**ACTIVITY:**
Extract the entries in their exact form.

**GIVEN ENTRIES:**

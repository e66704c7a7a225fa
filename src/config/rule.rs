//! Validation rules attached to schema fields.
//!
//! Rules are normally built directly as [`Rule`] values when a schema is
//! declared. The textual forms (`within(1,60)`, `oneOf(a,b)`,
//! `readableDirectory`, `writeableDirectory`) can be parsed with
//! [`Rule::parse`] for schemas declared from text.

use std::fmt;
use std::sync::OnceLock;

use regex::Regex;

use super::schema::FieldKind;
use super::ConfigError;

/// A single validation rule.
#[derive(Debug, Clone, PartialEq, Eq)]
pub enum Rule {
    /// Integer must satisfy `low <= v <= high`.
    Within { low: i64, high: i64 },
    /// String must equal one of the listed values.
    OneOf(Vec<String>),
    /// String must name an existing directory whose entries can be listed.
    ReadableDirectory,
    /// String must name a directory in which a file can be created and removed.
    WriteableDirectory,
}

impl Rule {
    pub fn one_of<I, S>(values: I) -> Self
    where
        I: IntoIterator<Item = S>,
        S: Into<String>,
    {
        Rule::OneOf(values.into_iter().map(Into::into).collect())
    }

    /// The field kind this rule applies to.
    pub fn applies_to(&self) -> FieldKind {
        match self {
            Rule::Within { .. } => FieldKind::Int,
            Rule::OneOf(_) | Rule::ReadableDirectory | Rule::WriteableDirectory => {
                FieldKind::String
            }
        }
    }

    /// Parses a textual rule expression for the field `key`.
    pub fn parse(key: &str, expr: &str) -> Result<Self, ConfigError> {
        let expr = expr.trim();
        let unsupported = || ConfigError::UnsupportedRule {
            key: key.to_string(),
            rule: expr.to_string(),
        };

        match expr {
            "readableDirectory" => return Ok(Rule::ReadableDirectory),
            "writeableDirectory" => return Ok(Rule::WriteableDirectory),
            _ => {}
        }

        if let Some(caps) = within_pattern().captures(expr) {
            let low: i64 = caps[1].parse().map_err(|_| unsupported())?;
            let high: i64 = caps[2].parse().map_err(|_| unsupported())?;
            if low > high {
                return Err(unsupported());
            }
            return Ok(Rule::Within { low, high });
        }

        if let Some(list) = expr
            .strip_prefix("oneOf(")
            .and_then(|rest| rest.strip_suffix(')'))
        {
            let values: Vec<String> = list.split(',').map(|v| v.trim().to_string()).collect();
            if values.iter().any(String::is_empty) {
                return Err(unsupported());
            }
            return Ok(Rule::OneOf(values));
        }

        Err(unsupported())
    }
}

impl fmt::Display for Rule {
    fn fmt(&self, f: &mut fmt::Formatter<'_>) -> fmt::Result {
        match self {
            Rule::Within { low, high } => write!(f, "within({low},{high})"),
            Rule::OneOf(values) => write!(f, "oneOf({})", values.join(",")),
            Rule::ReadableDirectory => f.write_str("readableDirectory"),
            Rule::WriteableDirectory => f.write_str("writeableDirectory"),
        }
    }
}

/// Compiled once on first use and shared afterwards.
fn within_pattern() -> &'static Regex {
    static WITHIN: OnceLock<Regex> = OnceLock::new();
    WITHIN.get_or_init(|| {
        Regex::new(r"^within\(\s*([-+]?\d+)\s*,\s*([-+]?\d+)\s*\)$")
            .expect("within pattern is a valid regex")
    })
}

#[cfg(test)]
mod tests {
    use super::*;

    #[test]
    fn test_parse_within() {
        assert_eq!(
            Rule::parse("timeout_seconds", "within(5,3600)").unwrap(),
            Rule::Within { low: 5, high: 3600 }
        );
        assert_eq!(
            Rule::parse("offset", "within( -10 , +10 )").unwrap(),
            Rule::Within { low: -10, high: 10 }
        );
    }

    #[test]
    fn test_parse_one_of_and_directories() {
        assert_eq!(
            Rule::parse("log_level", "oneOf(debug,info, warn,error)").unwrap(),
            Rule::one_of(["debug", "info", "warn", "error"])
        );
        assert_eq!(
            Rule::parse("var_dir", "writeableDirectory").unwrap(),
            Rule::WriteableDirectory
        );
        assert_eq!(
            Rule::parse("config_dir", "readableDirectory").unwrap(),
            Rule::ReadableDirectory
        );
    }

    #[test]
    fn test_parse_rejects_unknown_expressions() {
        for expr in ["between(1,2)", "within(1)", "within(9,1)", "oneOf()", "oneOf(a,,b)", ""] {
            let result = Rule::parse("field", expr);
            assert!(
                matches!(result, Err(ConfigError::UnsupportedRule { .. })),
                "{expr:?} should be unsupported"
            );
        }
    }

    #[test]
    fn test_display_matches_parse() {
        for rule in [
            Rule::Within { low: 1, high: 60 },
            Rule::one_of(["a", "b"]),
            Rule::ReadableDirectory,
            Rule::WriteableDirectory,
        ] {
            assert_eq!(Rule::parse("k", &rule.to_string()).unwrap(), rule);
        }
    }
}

**ANSWER TO THE PROBLEM:**
repository e66704c7a7a225fa
filename src/config/rule.rs
//! Validation rules attached to schema fields.
//!
//! Rules are normally built directly as [`Rule`] values when a schema is
//! declared. The textual forms (`within(1,60)`, `oneOf(a,b)`,
//! `readableDirectory`, `writeableDirectory`) can be parsed with
//! [`Rule::parse`] for schemas declared from text.

use std::fmt;
use std::sync::OnceLock;

use regex::Regex;

use super::schema::FieldKind;
use super::ConfigError;

/// A single validation rule.
#[derive(Debug, Clone, PartialEq, Eq)]
pub enum Rule {
    /// Integer must satisfy `low <= v <= high`.
    Within { low: i64, high: i64 },
    /// String must equal one of the listed values.
    OneOf(Vec<String>),
    /// String must name an existing directory whose entries can be listed.
    ReadableDirectory,
    /// String must name a directory in which a file can be created and removed.
    WriteableDirectory,
}

impl Rule {
    pub fn one_of<I, S>(values: I) -> Self
    where
        I: IntoIterator<Item = S>,
        S: Into<String>,
    {
        Rule::OneOf(values.into_iter().map(Into::into).collect())
    }

    /// The field kind this rule applies to.
    pub fn applies_to(&self) -> FieldKind {
        match self {
            Rule::Within { .. } => FieldKind::Int,
            Rule::OneOf(_) | Rule::ReadableDirectory | Rule::WriteableDirectory => {
                FieldKind::String
            }
        }
    }

    /// Parses a textual rule expression for the field `key`.
    pub fn parse(key: &str, expr: &str) -> Result<Self, ConfigError> {
        let expr = expr.trim();
        let unsupported = || ConfigError::UnsupportedRule {
            key: key.to_string(),
            rule: expr.to_string(),
        };

        match expr {
            "readableDirectory" => return Ok(Rule::ReadableDirectory),
            "writeableDirectory" => return Ok(Rule::WriteableDirectory),
            _ => {}
        }

        if let Some(caps) = within_pattern().captures(expr) {
            let low: i64 = caps[1].parse().map_err(|_| unsupported())?;
            let high: i64 = caps[2].parse().map_err(|_| unsupported())?;
            if low > high {
                return Err(unsupported());
            }
            return Ok(Rule::Within { low, high });
        }

        if let Some(list) = expr
            .strip_prefix("oneOf(")
            .and_then(|rest| rest.strip_suffix(')'))
        {
            let values: Vec<String> = list.split(',').map(|v| v.trim().to_string()).collect();
            if values.iter().any(String::is_empty) {
                return Err(unsupported());
            }
            return Ok(Rule::OneOf(values));
        }

        Err(unsupported())
    }
}

impl fmt::Display for Rule {
    fn fmt(&self, f: &mut fmt::Formatter<'_>) -> fmt::Result {
        match self {
            Rule::Within { low, high } => write!(f, "within({low},{high})"),
            Rule::OneOf(values) => write!(f, "oneOf({})", values.join(",")),
            Rule::ReadableDirectory => f.write_str("readableDirectory"),
            Rule::WriteableDirectory => f.write_str("writeableDirectory"),
        }
    }
}

/// Compiled once on first use and shared afterwards.
fn within_pattern() -> &'static Regex {
    static WITHIN: OnceLock<Regex> = OnceLock::new();
    WITHIN.get_or_init(|| {
        Regex::new(r"^within\(\s*([-+]?\d+)\s*,\s*([-+]?\d+)\s*\)$")
            .expect("within pattern is a valid regex")
    })
}

#[cfg(test)]
mod tests {
    use super::*;

    #[test]
    fn test_parse_within() {
        assert_eq!(
            Rule::parse("timeout_seconds", "within(5,3600)").unwrap(),
            Rule::Within { low: 5, high: 3600 }
        );
        assert_eq!(
            Rule::parse("offset", "within( -10 , +10 )").unwrap(),
            Rule::Within { low: -10, high: 10 }
        );
    }

    #[test]
    fn test_parse_one_of_and_directories() {
        assert_eq!(
            Rule::parse("log_level", "oneOf(debug,info, warn,error)").unwrap(),
            Rule::one_of(["debug", "info", "warn", "error"])
        );
        assert_eq!(
            Rule::parse("var_dir", "writeableDirectory").unwrap(),
            Rule::WriteableDirectory
        );
        assert_eq!(
            Rule::parse("config_dir", "readableDirectory").unwrap(),
            Rule::ReadableDirectory
        );
    }

    #[test]
    fn test_parse_rejects_unknown_expressions() {
        for expr in ["between(1,2)", "within(1)", "within(9,1)", "oneOf()", "oneOf(a,,b)", ""] {
            let result = Rule::parse("field", expr);
            assert!(
                matches!(result, Err(ConfigError::UnsupportedRule { .. })),
                "{expr:?} should be unsupported"
            );
        }
    }

    #[test]
    fn test_display_matches_parse() {
        for rule in [
            Rule::Within { low: 1, high: 60 },
            Rule::one_of(["a", "b"]),
            Rule::ReadableDirectory,
            Rule::WriteableDirectory,
        ] {
            assert_eq!(Rule::parse("k", &rule.to_string()).unwrap(), rule);
        }
    }
}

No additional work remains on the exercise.